How is she conceited? Where does she say that the Op has to forfeit all her desired alone time to the step child? How do you know that the poster isn’t a stepparent herself?

And the Op asked if she was being mean and this poster said no I don’t think you are being mean. So, she is actually being quite supportive and empathetic. But also being pragmatic.

And you bashed this person for what she posted by calling her names and insulting her.

Maybe instead of pointing out other people for bashing stepparents you could point the finger right back at yourself for bashing a poster who may or may not be a stepparent themselves.

Oceanbliss · 27/08/2021 23:37

@Starseeking In my experience success in stepparenting is to establish clear boundaries for yourself and respect the boundaries of others.

I respected both parents were the parents and stayed out of their parenting decisions.

SecondCityShark · 27/08/2021 23:43

Oh god yeah. When I first met my stepchildren, I posted on MN asking for advice for activities to help us bond. Innocuous enough you would think!

The thread quickly became insane with one woman called LuckyStar (or something like that) basically calling me a poor excuse for a human being because I don't see my SC every day. I explained they live in another country and she started bitching at me that I should move closer to them and yknow, drop my career and everything. Apparently, I would if I cared.

It was so, so, so, so crazy that I never posted anything to do with them ever again.

SecondCityShark · 27/08/2021 23:47

The first question asked is usually where you the OW.

This was the vibe on my thread. I explained I met him three years after him and his ex split up but people still had an attitude of 'well you've made your bed, you lie in it'.

It was madness. Clearly just people using my thread to vent things that they have been going through.

I asked MN to delete it because the whole thing was pointless and they agreed with me.

Oceanbliss · 27/08/2021 23:53

@SecondCityShark Almost everyone who posts on Mumsnet has been treated like that. There will always be people trolling the internet to post insulting and provocative comments. It’s really not just stepparents who experience the hate, it’s everyone.
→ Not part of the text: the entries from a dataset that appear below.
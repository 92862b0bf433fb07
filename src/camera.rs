use crate::error::{Error, Result};
use crate::geom::GeoM;
use crate::surface::{DrawOptions, Surface};
use macroquad::math::{vec2, Vec2};

/// World ↔ screen projection plus the viewport-sized surface it owns.
///
/// Forward projection: subtract position, rotate, scale, then move the
/// origin to the middle of the viewport.
#[derive(Debug, Clone)]
pub struct Camera {
    /// World X of the camera anchor
    pub x: f32,
    /// World Y of the camera anchor
    pub y: f32,
    rotation: f32,
    scale: f32,
    width: u32,
    height: u32,
    surface: Surface,
}

fn check_scale(scale: f32) -> Result<f32> {
    if scale.is_finite() && scale > 0.0 {
        Ok(scale)
    } else {
        Err(Error::InvalidScale(scale))
    }
}

impl Camera {
    /// Create a camera with a `width` x `height` viewport.
    ///
    /// Fails with [`Error::InvalidScale`] unless `scale` is finite and
    /// strictly positive.
    pub fn new(
        width: u32,
        height: u32,
        x: f32,
        y: f32,
        rotation: f32,
        scale: f32,
    ) -> Result<Self> {
        Ok(Camera {
            x,
            y,
            rotation,
            scale: check_scale(scale)?,
            width,
            height,
            surface: Surface::new(width, height),
        })
    }

    /// Jump to an absolute world position
    pub fn set_position(&mut self, x: f32, y: f32) -> &mut Self {
        self.x = x;
        self.y = y;
        self
    }

    /// Move relative to the current position
    pub fn move_position(&mut self, dx: f32, dy: f32) -> &mut Self {
        self.x += dx;
        self.y += dy;
        self
    }

    /// Camera anchor in world space
    pub fn position(&self) -> Vec2 {
        vec2(self.x, self.y)
    }

    /// Rotation in radians
    pub fn rotation(&self) -> f32 {
        self.rotation
    }

    /// Set the rotation in radians
    pub fn set_rotation(&mut self, rotation: f32) -> &mut Self {
        self.rotation = rotation;
        self
    }

    /// Uniform zoom factor
    pub fn scale(&self) -> f32 {
        self.scale
    }

    /// Change the zoom; rejected (camera unchanged) unless finite and > 0
    pub fn set_scale(&mut self, scale: f32) -> Result<()> {
        self.scale = check_scale(scale)?;
        Ok(())
    }

    /// Viewport size in device pixels
    pub fn viewport(&self) -> (u32, u32) {
        (self.width, self.height)
    }

    fn half_viewport(&self) -> Vec2 {
        vec2(self.width as f32 / 2.0, self.height as f32 / 2.0)
    }

    /// Surface the renderer draws into each frame
    pub fn surface(&self) -> &Surface {
        &self.surface
    }

    /// Mutable access to the owned surface
    pub fn surface_mut(&mut self) -> &mut Surface {
        &mut self.surface
    }

    /// Project a world point to screen coordinates
    pub fn world_to_screen(&self, p: Vec2) -> Vec2 {
        let (si, co) = self.rotation.sin_cos();
        let (x, y) = (p.x - self.x, p.y - self.y);
        let (x, y) = (co * x - si * y, si * x + co * y);
        vec2(x, y) * self.scale + self.half_viewport()
    }

    /// Inverse of [`Camera::world_to_screen`]
    pub fn screen_to_world(&self, p: Vec2) -> Vec2 {
        let (si, co) = (-self.rotation).sin_cos();
        let v = (p - self.half_viewport()) / self.scale;
        let (x, y) = (co * v.x - si * v.y, si * v.x + co * v.y);
        vec2(x + self.x, y + self.y)
    }

    /// Chain used by [`Camera::blit`]: rotation and zoom pivot on the
    /// surface centre.
    pub fn blit_transform(&self) -> GeoM {
        let cx = self.surface.width() as f32 / 2.0;
        let cy = self.surface.height() as f32 / 2.0;
        GeoM::new()
            .translate(-cx, -cy)
            .scale(self.scale, self.scale)
            .rotate(self.rotation)
            .translate(cx * self.scale, cy * self.scale)
    }

    /// Composite the camera surface onto `dest`
    pub fn blit(&self, dest: &mut Surface) {
        let opts = DrawOptions {
            geom: self.blit_transform(),
            alpha: 1.0,
        };
        dest.draw(&self.surface.full_view(), &opts);
    }

    /// Log viewport and surface dimensions
    pub fn info(&self) {
        log::info!(
            "camera viewport={}x{} surface={}x{} pos=({}, {}) rot={} scale={}",
            self.width,
            self.height,
            self.surface.width(),
            self.surface.height(),
            self.x,
            self.y,
            self.rotation,
            self.scale
        );
    }
}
SecondCityShark · 28/08/2021 00:06

@Oceanbliss

I do agree to a certain extent and its always a bit of a lottery on MN. I've had some brilliant support on other threads.

But that one stands out as the weirdest. There was a real disconnect between what I was writing and some of the unhinged responses that were clearly more about people's unresolved issues than anything to do with me.

OllyBJolly · 28/08/2021 00:11

Many step parents come on here to complain about their step children or their psycho bitch mother. Of course that provokes a reaction.

I’m not a step mum but my DCs have the most wonderful SM who is such a role model and support for them (and me at times!). My DCs were not perfect and would have been a challenge but the relationship they have tells me she managed it well. I’m grateful to her.

When a step parent posts about a 4 year old deliberately making the SM’s life difficult it’s hard not to eye roll. That’s not anti-step parent. It’s FFS you’re blaming a child for circumstances they didn’t create.